I decreti di Maria Teresa funzionarono. I giudici si mostrarono più attenti, le inchieste diventarono più serie, e dai processi emersero l’idiozia, la follia o l’impostura degli imputati. Nessuno fu più condannato per stregoneria: la battaglia contro la superstizione apparve sempre di più una battaglia da combattere nella società più che nei tribunali.

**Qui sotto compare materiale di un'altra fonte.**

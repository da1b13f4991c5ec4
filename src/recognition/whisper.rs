/*!
 * Recognizer backed by the whisper command-line tool.
 *
 * The tool is run once per job with JSON output written next to the audio
 * file, then the JSON is parsed into a `Transcript`.
 */

use async_trait::async_trait;
use log::{debug, info};
use std::path::{Path, PathBuf};

use crate::app_config::RecognitionConfig;
use crate::captions::Transcript;
use crate::errors::CaptionError;
use crate::process::{check_tool, run_tool};
use crate::recognition::{Recognizer, Task};

/// whisper CLI recognizer
#[derive(Debug, Clone)]
pub struct WhisperRecognizer {
    config: RecognitionConfig,
}

impl WhisperRecognizer {
    pub fn new(config: RecognitionConfig) -> Self {
        Self { config }
    }

    pub fn config(&self) -> &RecognitionConfig {
        &self.config
    }

    /// Arguments for one recognition run
    pub fn build_args(&self, audio_path: &Path, task: Task, output_dir: &Path) -> Vec<String> {
        let mut args = vec![
            audio_path.to_string_lossy().to_string(),
            "--model".to_string(),
            self.config.model.clone(),
            "--task".to_string(),
            task.as_str().to_string(),
            "--best_of".to_string(),
            self.config.best_of.to_string(),
            "--output_format".to_string(),
            "json".to_string(),
            "--output_dir".to_string(),
            output_dir.to_string_lossy().to_string(),
            "--verbose".to_string(),
            "False".to_string(),
        ];

        if let Some(device) = &self.config.device {
            args.push("--device".to_string());
            args.push(device.clone());
        }

        args
    }

    // @returns: Path of the JSON file whisper writes for `audio_path`
    fn json_output_path(audio_path: &Path, output_dir: &Path) -> PathBuf {
        let stem = audio_path.file_stem().unwrap_or_default();
        let mut name = stem.to_os_string();
        name.push(".json");
        output_dir.join(name)
    }

    /// Parse whisper's JSON output
    pub fn parse_output(json: &str) -> Result<Transcript, CaptionError> {
        serde_json::from_str::<Transcript>(json)
            .map_err(|e| CaptionError::Recognition(format!("Failed to parse engine output: {}", e)))
    }
}

#[async_trait]
impl Recognizer for WhisperRecognizer {
    async fn check_available(&self) -> Result<(), CaptionError> {
        check_tool(&self.config.engine_path, "--help").await
    }

    async fn recognize(&self, audio_path: &Path, task: Task) -> Result<Transcript, CaptionError> {
        let output_dir = audio_path
            .parent()
            .map(Path::to_path_buf)
            .unwrap_or_else(|| PathBuf::from("."));

        info!("Running {} (model {}, task {})", self.config.engine_path, self.config.model, task);

        let args = self.build_args(audio_path, task, &output_dir);
        run_tool(&self.config.engine_path, &args)
            .await
            .map_err(CaptionError::Recognition)?;

        let json_path = Self::json_output_path(audio_path, &output_dir);
        let json = tokio::fs::read_to_string(&json_path).await.map_err(|e| {
            CaptionError::Recognition(format!("Engine output missing at {}: {}", json_path.display(), e))
        })?;

        let transcript = Self::parse_output(&json)?;
        debug!(
            "Engine returned {} segments, language '{}'",
            transcript.segments.len(),
            transcript.language
        );

        Ok(transcript)
    }
}
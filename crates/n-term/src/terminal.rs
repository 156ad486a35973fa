// SPDX-License-Identifier: MIT
//
// Terminal session: raw input, alternate screen, and getting both back.
//
// Two pieces:
//
//   RawMode  → RAII guard over stdin's termios; dropping it restores them
//   Terminal → owns the guard plus the screen setup written to stdout
//
// Setup and teardown are plain byte sequences built by `write_setup` and
// `write_teardown`. `Terminal::leave` and the panic hook share the teardown,
// so a crash leaves the terminal in the same state as a clean quit. The hook
// writes straight to fd 1 since stdout's lock may be held by the panicking
// frame.
#![allow(unsafe_code)]

use std::io::{self, Write};
use std::sync::{Mutex, Once};

use crate::ansi;

// ─── Size ───────────────────────────────────────────────────────────────────

/// Terminal dimensions in cells.
#[derive(Debug, Clone, Copy, PartialEq, Eq)]
pub struct Size {
    pub cols: u16,
    pub rows: u16,
}

impl Size {
    /// Assumed when stdout is not a terminal.
    pub const FALLBACK: Self = Self { cols: 80, rows: 24 };

    /// Current size of the terminal on stdout, if there is one.
    #[cfg(unix)]
    #[must_use]
    pub fn query() -> Option<Self> {
        let mut ws: libc::winsize = unsafe { std::mem::zeroed() };
        if unsafe { libc::ioctl(libc::STDOUT_FILENO, libc::TIOCGWINSZ, &raw mut ws) } != 0 {
            return None;
        }
        (ws.ws_col > 0 && ws.ws_row > 0).then_some(Self {
            cols: ws.ws_col,
            rows: ws.ws_row,
        })
    }

    #[cfg(not(unix))]
    #[must_use]
    pub fn query() -> Option<Self> {
        None
    }

    /// [`query`](Self::query), or [`FALLBACK`](Self::FALLBACK).
    #[must_use]
    pub fn current() -> Self {
        Self::query().unwrap_or(Self::FALLBACK)
    }
}

// ─── Screen Setup ───────────────────────────────────────────────────────────

/// Alternate screen, hidden cursor, blank page.
///
/// # Errors
///
/// Propagates write errors from `w`.
pub fn write_setup(w: &mut impl Write) -> io::Result<()> {
    ansi::enter_alt_screen(w)?;
    ansi::cursor_hide(w)?;
    ansi::clear_screen(w)
}

/// Undo everything a frame may have left behind, then return to the main
/// screen. The screen switch goes last so the reset applies to the
/// alternate screen's state, not the user's shell.
///
/// # Errors
///
/// Propagates write errors from `w`.
pub fn write_teardown(w: &mut impl Write) -> io::Result<()> {
    ansi::end_sync(w)?;
    ansi::reset(w)?;
    ansi::set_cursor_shape(w, ansi::CursorShape::Default)?;
    ansi::cursor_show(w)?;
    ansi::exit_alt_screen(w)
}

// ─── Raw Mode ───────────────────────────────────────────────────────────────

/// Termios to put back if we panic while raw. The guard that owns the
/// original can't be reached from the hook.
#[cfg(unix)]
static PANIC_TERMIOS: Mutex<Option<libc::termios>> = Mutex::new(None);

/// Raw stdin for as long as the guard lives.
#[cfg(unix)]
pub struct RawMode {
    original: libc::termios,
}

#[cfg(unix)]
impl RawMode {
    /// Switch stdin to raw mode. `Ok(None)` when stdin is not a terminal,
    /// which is how tests and pipes run.
    ///
    /// # Errors
    ///
    /// Returns the OS error if the termios can't be read or set.
    pub fn enable() -> io::Result<Option<Self>> {
        let fd = libc::STDIN_FILENO;
        if unsafe { libc::isatty(fd) } == 0 {
            return Ok(None);
        }

        let mut original: libc::termios = unsafe { std::mem::zeroed() };
        if unsafe { libc::tcgetattr(fd, &raw mut original) } != 0 {
            return Err(io::Error::last_os_error());
        }

        // cfmakeraw clears ISIG too, so Ctrl+C arrives as a key.
        let mut termios = original;
        unsafe { libc::cfmakeraw(&raw mut termios) };
        termios.c_cc[libc::VMIN] = 1;
        termios.c_cc[libc::VTIME] = 0;

        if unsafe { libc::tcsetattr(fd, libc::TCSAFLUSH, &raw const termios) } != 0 {
            return Err(io::Error::last_os_error());
        }
        if let Ok(mut saved) = PANIC_TERMIOS.lock() {
            *saved = Some(original);
        }
        Ok(Some(Self { original }))
    }
}

#[cfg(unix)]
impl Drop for RawMode {
    fn drop(&mut self) {
        unsafe {
            let _ = libc::tcsetattr(libc::STDIN_FILENO, libc::TCSAFLUSH, &raw const self.original);
        }
        if let Ok(mut saved) = PANIC_TERMIOS.lock() {
            *saved = None;
        }
    }
}

#[cfg(not(unix))]
pub struct RawMode;

#[cfg(not(unix))]
impl RawMode {
    /// Raw mode is unix-only; elsewhere this is a no-op.
    ///
    /// # Errors
    ///
    /// Never fails.
    pub const fn enable() -> io::Result<Option<Self>> {
        Ok(None)
    }
}

// ─── Panic Hook ─────────────────────────────────────────────────────────────

static HOOK: Once = Once::new();

fn install_panic_hook() {
    HOOK.call_once(|| {
        let previous = std::panic::take_hook();
        std::panic::set_hook(Box::new(move |info| {
            restore_after_panic();
            previous(info);
        }));
    });
}

fn restore_after_panic() {
    let mut seq = Vec::new();
    if write_teardown(&mut seq).is_ok() {
        write_stdout_raw(&seq);
    }

    #[cfg(unix)]
    if let Ok(saved) = PANIC_TERMIOS.lock() {
        if let Some(original) = saved.as_ref() {
            unsafe {
                let _ = libc::tcsetattr(libc::STDIN_FILENO, libc::TCSANOW, original);
            }
        }
    }
}

#[cfg(unix)]
fn write_stdout_raw(bytes: &[u8]) {
    unsafe {
        let _ = libc::write(libc::STDOUT_FILENO, bytes.as_ptr().cast(), bytes.len());
    }
}

#[cfg(not(unix))]
fn write_stdout_raw(bytes: &[u8]) {
    let mut out = io::stdout();
    let _ = out.write_all(bytes);
    let _ = out.flush();
}

// ─── Terminal ───────────────────────────────────────────────────────────────

/// The editor's hold on the terminal. Restores it when dropped.
///
/// ```no_run
/// use n_term::terminal::Terminal;
///
/// let mut term = Terminal::new();
/// term.enter()?;
/// // paint, read keys
/// term.leave()?;
/// # Ok::<(), std::io::Error>(())
/// ```
pub struct Terminal {
    raw: Option<RawMode>,
    size: Size,
    active: bool,
}

impl Terminal {
    /// Read the size. The terminal itself is left alone until
    /// [`enter`](Self::enter).
    #[must_use]
    pub fn new() -> Self {
        Self {
            raw: None,
            size: Size::current(),
            active: false,
        }
    }

    #[inline]
    #[must_use]
    pub const fn size(&self) -> Size {
        self.size
    }

    /// Re-query after SIGWINCH. Keeps the old size if the query fails.
    pub fn refresh_size(&mut self) -> Size {
        if let Some(size) = Size::query() {
            self.size = size;
        }
        self.size
    }

    #[inline]
    #[must_use]
    pub const fn is_active(&self) -> bool {
        self.active
    }

    /// Raw input plus the alternate screen. No-op when already active.
    ///
    /// # Errors
    ///
    /// Returns an error if raw mode fails or stdout can't be written. Raw
    /// mode is rolled back in the second case.
    pub fn enter(&mut self) -> io::Result<()> {
        if self.active {
            return Ok(());
        }
        install_panic_hook();
        let raw = RawMode::enable()?;

        let mut out = io::stdout().lock();
        write_setup(&mut out)?;
        out.flush()?;

        self.raw = raw;
        self.active = true;
        Ok(())
    }

    /// Back to the main screen and cooked input. No-op when inactive.
    ///
    /// # Errors
    ///
    /// Returns an error if stdout can't be written. Termios are restored
    /// regardless.
    pub fn leave(&mut self) -> io::Result<()> {
        if !self.active {
            return Ok(());
        }
        self.active = false;

        let result = {
            let mut out = io::stdout().lock();
            write_teardown(&mut out).and_then(|()| out.flush())
        };
        self.raw = None;
        result
    }
}

impl Default for Terminal {
    fn default() -> Self {
        Self::new()
    }
}

impl Drop for Terminal {
    fn drop(&mut self) {
        let _ = self.leave();
    }
}

// ─── Tests ──────────────────────────────────────────────────────────────────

A distanza di quasi tre secoli dai decreti di Maria Teresa, la loro emanazione appare francamente attuale. Se si considera che oggi legislatori e giudici decretano a favore di pseudoscienze come l’omeopatia e il metodo Di Bella, non è iperbolico desiderare l’avvento di un nuovo Illuminismo che venga a rischiarare le tenebre di una società – la nostra – ancora troppo incline a favorire credenze irrazionali, pregiudizi e cospirazioni.
Fonte: Van Swieten, G., 1988, Vampyrismus, Flaccovio Editore, Palermo.